Por causa da corrida pelo dólar nos últimos meses, bancos - incluindo o BCRA - vêm aumentando continuamente a importação de dólares físicos para manter a liquidez durante o período eleitoral, de alta procura pela moeda (ocorreram desvalorizações do peso entre o primeiro e segundo turno em três das últimas quatro eleições presidenciais).

Precavidos, os argentinos passaram a retirar suas aplicações em renda fixa em pesos, transferindo-as para contas em dólares. Só na semana passada, de acordo como BCRA, foram sacados US$ 376 milhões de contas em dólares (principalmente em contas de poupança).

O economista Nicolás Alonso, analista-chefe da consultoria Orlando Ferreres e Asociados, afirma que seriam necessários ao menos US$ 30 bilhões em reservas para o plano de dolarização de Milei sair do papel. “Isto significa que, sem dólares, a dolarização só causará desvalorização e inflação no futuro imediato”, afirma.

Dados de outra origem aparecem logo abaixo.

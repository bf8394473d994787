use shared::InventoryItem;

use crate::domain::models::inventory::DomainInventoryItem;

pub struct InventoryMapper;

impl InventoryMapper {
    pub fn to_dto(domain: DomainInventoryItem) -> InventoryItem {
        InventoryItem {
            id: domain.id,
            account_id: domain.account_id,
            name: domain.name,
            reference: domain.reference,
            quantity: domain.quantity,
            unit_price: domain.unit_price,
            min_stock: domain.min_stock,
            category: domain.category,
            created_at: domain.created_at.to_rfc3339(),
        }
    }

    pub fn to_dto_list(items: Vec<DomainInventoryItem>) -> Vec<InventoryItem> {
        items.into_iter().map(Self::to_dto).collect()
    }
}
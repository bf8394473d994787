use chrono::{DateTime, NaiveDate, Utc};
use serde::{Deserialize, Serialize};

/// An inclusive start/end range of working days.
#[derive(Debug, Clone, Copy, Serialize, Deserialize, PartialEq, Eq)]
pub struct DateRange {
    pub start: NaiveDate,
    pub end: NaiveDate,
}

impl DateRange {
    /// Build a range, rejecting end-before-start input.
    pub fn new(start: NaiveDate, end: NaiveDate) -> Result<Self, JobValidationError> {
        if end < start {
            return Err(JobValidationError::EndBeforeStart);
        }
        Ok(Self { start, end })
    }
}

/// Scheduling status of a job.
#[derive(Debug, Clone, Copy, Serialize, Deserialize, PartialEq, Eq)]
pub enum JobStatus {
    AwaitingClientResponse,
    ClientAcceptedDates,
    ClientProposedAlternate,
    Planned,
    InProgress,
    Completed,
}

impl JobStatus {
    /// Convert to string for CSV storage
    pub fn to_string(&self) -> String {
        match self {
            JobStatus::AwaitingClientResponse => "awaiting_client_response".to_string(),
            JobStatus::ClientAcceptedDates => "client_accepted_dates".to_string(),
            JobStatus::ClientProposedAlternate => "client_proposed_alternate".to_string(),
            JobStatus::Planned => "planned".to_string(),
            JobStatus::InProgress => "in_progress".to_string(),
            JobStatus::Completed => "completed".to_string(),
        }
    }

    /// Parse from string for CSV loading
    pub fn from_string(s: &str) -> Result<Self, String> {
        match s.to_lowercase().as_str() {
            "awaiting_client_response" => Ok(JobStatus::AwaitingClientResponse),
            "client_accepted_dates" => Ok(JobStatus::ClientAcceptedDates),
            "client_proposed_alternate" => Ok(JobStatus::ClientProposedAlternate),
            "planned" => Ok(JobStatus::Planned),
            "in_progress" => Ok(JobStatus::InProgress),
            "completed" => Ok(JobStatus::Completed),
            _ => Err(format!("Invalid job status: {}", s)),
        }
    }
}

/// Client answer to a proposed date range.
#[derive(Debug, Clone, PartialEq)]
pub enum ClientDateResponse {
    Accept,
    Counter(DateRange),
}

/// A job ("chantier"), created once its parent quote is accepted.
#[derive(Debug, Clone, Serialize, Deserialize, PartialEq)]
pub struct DomainJob {
    pub id: String,
    pub quote_id: String,
    pub account_id: String,
    pub proposed_range: Option<DateRange>,
    pub counter_range: Option<DateRange>,
    pub status: JobStatus,
    pub created_at: DateTime<Utc>,
    pub updated_at: DateTime<Utc>,
    pub version: u64,
}

impl DomainJob {
    pub fn generate_id(now_millis: u64) -> String {
        format!("job::{}", now_millis)
    }

    /// A fresh job for an accepted quote, waiting for the artisan to
    /// propose a first date range.
    pub fn for_quote(id: String, quote_id: String, account_id: String, now: DateTime<Utc>) -> Self {
        Self {
            id,
            quote_id,
            account_id,
            proposed_range: None,
            counter_range: None,
            status: JobStatus::AwaitingClientResponse,
            created_at: now,
            updated_at: now,
            version: 0,
        }
    }
}

/// Validation failures for job scheduling input.
#[derive(Debug, thiserror::Error)]
pub enum JobValidationError {
    #[error("Range end date cannot be before its start date")]
    EndBeforeStart,
    #[error("Invalid date: {0}")]
    InvalidDate(String),
}

#[cfg(test)]
mod tests {
    use super::*;

    #[test]
    fn test_date_range_rejects_end_before_start() {
        let start = NaiveDate::from_ymd_opt(2025, 1, 15).unwrap();
        let end = NaiveDate::from_ymd_opt(2025, 1, 10).unwrap();
        assert!(DateRange::new(start, end).is_err());
        assert!(DateRange::new(end, start).is_ok());
        // Single-day jobs are allowed
        assert!(DateRange::new(start, start).is_ok());
    }

    #[test]
    fn test_job_status_round_trip() {
        for status in [
            JobStatus::AwaitingClientResponse,
            JobStatus::ClientAcceptedDates,
            JobStatus::ClientProposedAlternate,
            JobStatus::Planned,
            JobStatus::InProgress,
            JobStatus::Completed,
        ] {
            let parsed = JobStatus::from_string(&status.to_string()).unwrap();
            assert_eq!(parsed, status);
        }
        assert!(JobStatus::from_string("cancelled").is_err());
    }
}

Segundo ele, porém, o plano só teria viabilidade a médio prazo. “O próprio Milei falou num período próximo de 24 meses para dolarizar, o que significa que ele teria dois anos para levantar esses US$ 30 bilhões”, diz Alonso. Como faria isso, Milei nunca detalhou.

Massa ileso

Já o candidato do governo conseguiu a proeza na campanha de evitar se queimar pelos incêndios que ele próprio provocou. Talvez por ser de uma corrente pró-mercado do peronismo, sua desastrada gestão no Ministério da Economia não parece afetar sua candidatura.

Numa entrevista na TV, Massa chegou a afirmar que não paga os custos da terrível situação do país “porque as pessoas distinguem e sabem que este não é o meu governo”. Mas quando precisa recorrer ao presidente Alberto Fernandéz, não se faz de rogado.

Esta semana, em meio a especulações de que a falta de dólares do BCRA ajudaria a impulsionar um rally no mercado paralelo após o primeiro turno, Massa ganhou pontos com sua promessa de que a taxa de câmbio oficial permanecerá fixa até 15 de novembro em 350 pesos por dólar.

Isso passou a ser possível depois que o presidente argentino, em viagem a Pequim, conseguiu selar a ativação da segunda parcela do swap com a China de US$ 6,5 bilhões - US$ 1,5 bilhão a mais do que havia pedido a Xi Jinping.

De quebra, fez a Massa a promessa de mudar as importações de dólares para yuans para acelerar o pagamento devido às pequenas e médias empresas (PMEs) exportadoras e até pagar ao FMI.

Alonso, da a consultoria Orlando Ferreres e Asociados, afirma que a princípio a taxa de câmbio oficial deve se sustentar até novembro. “O governo ganhou algum espaço com essa medida, então pode continuar com essa dinâmica perigosa por mais um tempinho”, afirmou.

Para enfrentar o furacão Milei, Massa se cercou de marqueteiros brasileiros que trabalharam na campanha presidencial de Lula. Entre os conselhos ao candidato peronista, sugeriram que Massa não repita o erro que Fernando Haddad cometeu com Jair Bolsonaro em 2018, de ridicularizar o então deputado, estratégia que se voltou contra ele.

O caminho é refutar os argumentos, não atacar a pessoa, recomendaram esses especialistas, defendendo a receita que fez Lula vencer em 2022.

Para minar a candidatura de Patricia Bullrich, Massa foi aconselhado a fazer um apelo a um governo de unidade nacional com membros da coligação de Bullrich. O argumento: é preciso formar uma frente para defender a democracia, ameaçada pela extrema direita. Foi a bandeira de Lula contra Bolsonaro. Coincidência ou não, Bullrich parou de crescer.

“Massa não tem nada diferente em seu programa de governo do que fez até agora como ministro, portanto uma vitória também seria negativa no curto prazo para as expectativas econômicas", afirma o consultor Caamaño.